Confronting The Pain Of Addiction

Confronting The Pain Of Addiction

Pain of addiction
Pain of addiction

By Bart Sharp

The pain of addiction often comes from the pain of being able to resolve over whelming incidents in our lives.

In every addictive behavior there are repressed pains or negative emotions we are avoiding. We do not consciously choose a substance or behavior to avoid this pain but somewhere when the pattern began we chose to medicate in order to avoid our feelings. In general we do not do this as a active decision but it is something our unconscious self leads us to. We are drawn to an addiction and before we realize it has pulled us in. In order to break this we have to see what the unconscious, repressed parts are and begin the healing process.

One of the most common reasons people gravitate to an addiction is their inability to resolve repressed anger. For some their anger is something they actively express to control their environment or others through their aggressiveness while others do not even realize they are angry. This is the division of consciousness and that some people are actively expressing in a aggressive mode of consciousness while others are more in the victim mode. What they all have in common is the anger does not feel good and they seek some form of relief from it.

For so many people they will profess that anger is not their issue, that they never express anger. The reason why they do not feel anger is the particular emotion has been expressed through another behavior so much that the anger is not felt. The person may have behaviors such as worry, passively complaining, obsessive habits, overworking, depression, excessive repetitive behaviors such as television or exercise.

What all of these have in common is they keep the persons attention away from feeling themselves.

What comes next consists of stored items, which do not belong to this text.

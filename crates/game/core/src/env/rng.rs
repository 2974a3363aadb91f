//! Player-scoped random source.
//!
//! Every stochastic operation takes the source explicitly as
//! `&mut dyn RngSource`; there is no hidden global generator. Seeding a
//! [`PcgRng`] with the same value replays the exact same outcomes, and
//! [`ScriptedRng`] replays a hand-written sequence of draws.
//!
//! # Determinism
//!
//! Implementations must be deterministic: given the same seed, they must
//! produce the same sequence of values.

use std::collections::VecDeque;

/// Source of uniformly distributed integers.
///
/// Only [`next_u32`](RngSource::next_u32) is required; the derived draws are
/// provided in terms of it and may be overridden by sources that want to
/// control them directly.
pub trait RngSource {
    /// Generate the next raw 32-bit value.
    fn next_u32(&mut self) -> u32;

    /// Uniform value in `[min, max]` inclusive.
    fn range(&mut self, min: u32, max: u32) -> u32 {
        if min >= max {
            return min;
        }
        let span = max - min + 1;
        min + (self.next_u32() % span)
    }

    /// Uniform value in `[0, n)`. Returns 0 when `n == 0`.
    fn below(&mut self, n: u32) -> u32 {
        if n == 0 {
            return 0;
        }
        self.next_u32() % n
    }

    /// Succeeds with `percent` percent probability.
    fn chance(&mut self, percent: u32) -> bool {
        self.below(100) < percent
    }
}

impl<R: RngSource + ?Sized> RngSource for &mut R {
    fn next_u32(&mut self) -> u32 {
        (**self).next_u32()
    }

    fn range(&mut self, min: u32, max: u32) -> u32 {
        (**self).range(min, max)
    }

    fn below(&mut self, n: u32) -> u32 {
        (**self).below(n)
    }

    fn chance(&mut self, percent: u32) -> bool {
        (**self).chance(percent)
    }
}

/// PCG random number generator (Permuted Congruential Generator).
///
/// PCG-XSH-RR: 32-bit output from 64-bit state.
///
/// # Properties
///
/// - **Deterministic**: Same seed always produces same sequence
/// - **Fast**: Single multiply + xorshift + rotate
/// - **Small state**: Only 64 bits
///
/// # References
///
/// - PCG paper: <https://www.pcg-random.org/>
#[derive(Clone, Copy, Debug, PartialEq, Eq)]
#[cfg_attr(feature = "serde", derive(serde::Serialize, serde::Deserialize))]
pub struct PcgRng {
    state: u64,
}

impl PcgRng {
    /// PCG multiplier constant.
    const MULTIPLIER: u64 = 6364136223846793005;

    /// PCG increment constant.
    const INCREMENT: u64 = 1442695040888963407;

    pub const fn new(seed: u64) -> Self {
        Self { state: seed }
    }

    /// Seeds a generator for one actor from the session seed.
    ///
    /// See [`compute_seed`] for how the inputs are mixed.
    pub fn for_actor(game_seed: u64, actor_id: u32) -> Self {
        Self::new(compute_seed(game_seed, 0, actor_id, 0))
    }

    /// Current internal state, for persisting a session mid-run.
    pub const fn state(&self) -> u64 {
        self.state
    }

    /// `state' = (state × multiplier + increment) mod 2^64`
    #[inline]
    fn pcg_step(state: u64) -> u64 {
        state
            .wrapping_mul(Self::MULTIPLIER)
            .wrapping_add(Self::INCREMENT)
    }

    /// XSH-RR output permutation.
    #[inline]
    fn pcg_output(state: u64) -> u32 {
        let xorshifted = (((state >> 18) ^ state) >> 27) as u32;
        let rot = (state >> 59) as u32;
        xorshifted.rotate_right(rot)
    }
}

impl Default for PcgRng {
    fn default() -> Self {
        Self::new(0)
    }
}

impl RngSource for PcgRng {
    fn next_u32(&mut self) -> u32 {
        self.state = Self::pcg_step(self.state);
        Self::pcg_output(self.state)
    }
}

/// Compute deterministic seed from session components.
///
/// # Arguments
///
/// * `game_seed` - Base seed set at session start
/// * `nonce` - Sequence number (e.g. number of maps entered)
/// * `actor_id` - Entity owning the generator
/// * `context` - Additional discriminator for independent streams
pub fn compute_seed(game_seed: u64, nonce: u64, actor_id: u32, context: u32) -> u64 {
    // SplitMix64 / FxHash multipliers
    let mut hash = game_seed;

    hash ^= nonce.wrapping_mul(0x9e3779b97f4a7c15);
    hash ^= (actor_id as u64).wrapping_mul(0x517cc1b727220a95);
    hash ^= (context as u64).wrapping_mul(0x85ebca6b);

    // Final avalanche step
    hash ^= hash >> 33;
    hash = hash.wrapping_mul(0xff51afd7ed558ccd);
    hash ^= hash >> 33;

    hash
}

/// Replays a fixed sequence of draw results.
///
/// Each queued value is the *result* of the next draw rather than raw
/// generator output:
///
/// - `range(min, max)` returns the value clamped into `[min, max]`
/// - `below(n)` returns the value clamped into `[0, n)`
/// - `chance(percent)` treats the value as a d100 roll in `[0, 100)` and
///   succeeds when it is below `percent`
///
/// Once the script is exhausted every draw yields 0.
#[derive(Clone, Debug, Default, PartialEq, Eq)]
pub struct ScriptedRng {
    script: VecDeque<u32>,
    consumed: usize,
}

impl ScriptedRng {
    pub fn new(script: impl IntoIterator<Item = u32>) -> Self {
        Self {
            script: script.into_iter().collect(),
            consumed: 0,
        }
    }

    /// Number of draws still queued.
    pub fn remaining(&self) -> usize {
        self.script.len()
    }

    /// Number of draws taken so far.
    pub fn consumed(&self) -> usize {
        self.consumed
    }

    fn pop(&mut self) -> u32 {
        self.consumed += 1;
        self.script.pop_front().unwrap_or(0)
    }
}

impl RngSource for ScriptedRng {
    fn next_u32(&mut self) -> u32 {
        self.pop()
    }

    fn range(&mut self, min: u32, max: u32) -> u32 {
        let value = self.pop();
        if min >= max {
            return min;
        }
        value.clamp(min, max)
    }

    fn below(&mut self, n: u32) -> u32 {
        let value = self.pop();
        value.min(n.saturating_sub(1))
    }

    fn chance(&mut self, percent: u32) -> bool {
        self.below(100) < percent
    }
}

#[cfg(test)]
mod tests {
    use super::*;

    #[test]
    fn pcg_is_deterministic_per_seed() {
        let mut a = PcgRng::new(42);
        let mut b = PcgRng::new(42);
        let first: Vec<u32> = (0..16).map(|_| a.next_u32()).collect();
        let second: Vec<u32> = (0..16).map(|_| b.next_u32()).collect();
        assert_eq!(first, second);

        let mut c = PcgRng::new(43);
        let third: Vec<u32> = (0..16).map(|_| c.next_u32()).collect();
        assert_ne!(first, third);
    }

    #[test]
    fn pcg_advances_state() {
        let mut rng = PcgRng::new(7);
        let before = rng.state();
        rng.next_u32();
        assert_ne!(rng.state(), before);
    }

    #[test]
    fn range_stays_inclusive() {
        let mut rng = PcgRng::new(1234);
        let mut seen_min = false;
        let mut seen_max = false;
        for _ in 0..2_000 {
            let value = rng.range(3, 5);
            assert!((3..=5).contains(&value));
            seen_min |= value == 3;
            seen_max |= value == 5;
        }
        assert!(seen_min && seen_max);
    }

    #[test]
    fn degenerate_ranges() {
        let mut rng = PcgRng::new(9);
        assert_eq!(rng.range(4, 4), 4);
        assert_eq!(rng.range(9, 2), 9);
        assert_eq!(rng.below(0), 0);
        assert_eq!(rng.below(1), 0);
        assert!(!rng.chance(0));
        assert!(rng.chance(100));
    }

    #[test]
    fn scripted_rng_replays_results() {
        let mut rng = ScriptedRng::new([12, 97, 69, 70, 200]);
        assert_eq!(rng.range(7, 13), 12);
        assert_eq!(rng.below(100), 97);
        assert!(rng.chance(70));
        assert!(!rng.chance(70));
        assert_eq!(rng.range(4, 9), 9);
        assert_eq!(rng.consumed(), 5);
        assert_eq!(rng.remaining(), 0);
        assert_eq!(rng.next_u32(), 0);
    }

    #[test]
    fn seeds_differ_by_actor() {
        assert_ne!(compute_seed(1, 0, 0, 0), compute_seed(1, 0, 1, 0));
        assert_eq!(
            PcgRng::for_actor(99, 0).state(),
            compute_seed(99, 0, 0, 0)
        );
    }
}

When the person is alone with their thoughts some form of anger will generally appear whether it be reliving a story that they are angry about, an angry fantasy or living in a distant satisfaction about themselves. All of these behaviors have one thing in common is it is an angry story that repeats itself in the person’s mind while it generates tensions in the persons body.

If we are ever to change or perspectives towards an addiction we first have to come to resolution with our anger, what we are resentful about from our past. Most likely we have lived and relived these stories many times.

Coming clean of something like an addiction creates a sense of freedom within us. But the addiction is just the reactive behavior to a pain much deeper. When were able to begin by looking at our anger we on on the road to finding a truer freedom. Where we begin in this process is is gone beyond our mental memories by exploring how they are held within our body, particularly in our gut. We hold so much of our anger within the stomach or lower intestines and when we are bothered by our stories in our head it is most likely the memories held in our abdomen are inflamed as well. This is the area to resolve more than what we hold in our mind.

On this road to discovering the greater self it is important to begin to learn our stories of how we are angry, to see who we are really resentful of and how we are living in reaction to that. On a deeper level it is important to explore how we hold these memories of anger and other negative emotions inside our body. One way of resolving these repressed emotions is through a body based, shamanistic type of work. In this process we actively engage in the memories of what we repressed. Together with the therapeutic work of knowing how we created our addictive behaviors and interacting with them on a body/energetic level we can fine a speedier resolution to our addictions.